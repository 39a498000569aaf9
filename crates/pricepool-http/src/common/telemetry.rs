//! Console logging for both binaries.
//!
//! Events are filtered by `RUST_LOG` (default `info`) and printed through
//! `tracing_subscriber::fmt` with RFC 3339 local timestamps, thread ids, and
//! source locations.
//!
//! ```bash
//! RUST_LOG=pricepool=debug,tower_http=debug cargo run --bin pricepool-server
//! ```

use tracing_subscriber::{EnvFilter, layer::SubscriberExt, util::SubscriberInitExt};

/// Installs the global subscriber.
///
/// # Errors
///
/// Fails if a global subscriber has already been installed.
pub fn init_telemetry() -> anyhow::Result<()> {
    tracing_subscriber::registry()
        .with(EnvFilter::try_from_default_env().unwrap_or_else(|_| "info".into()))
        .with(
            tracing_subscriber::fmt::layer()
                .with_thread_ids(true)
                .with_line_number(true)
                .with_target(false)
                .with_timer(tracing_subscriber::fmt::time::ChronoLocal::rfc_3339())
                .with_file(true),
        )
        .try_init()?;
    Ok(())
}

▶ [Aim of the exercise]:
Copy out the entire listing above exactly.

▶ [Reply]:
repository 39a498000569aaf9
filename crates/pricepool-http/src/common/telemetry.rs
//! Console logging for both binaries.
//!
//! Events are filtered by `RUST_LOG` (default `info`) and printed through
//! `tracing_subscriber::fmt` with RFC 3339 local timestamps, thread ids, and
//! source locations.
//!
//! ```bash
//! RUST_LOG=pricepool=debug,tower_http=debug cargo run --bin pricepool-server
//! ```

use tracing_subscriber::{EnvFilter, layer::SubscriberExt, util::SubscriberInitExt};

/// Installs the global subscriber.
///
/// # Errors
///
/// Fails if a global subscriber has already been installed.
pub fn init_telemetry() -> anyhow::Result<()> {
    tracing_subscriber::registry()
        .with(EnvFilter::try_from_default_env().unwrap_or_else(|_| "info".into()))
        .with(
            tracing_subscriber::fmt::layer()
                .with_thread_ids(true)
                .with_line_number(true)
                .with_target(false)
                .with_timer(tracing_subscriber::fmt::time::ChronoLocal::rfc_3339())
                .with_file(true),
        )
        .try_init()?;
    Ok(())
}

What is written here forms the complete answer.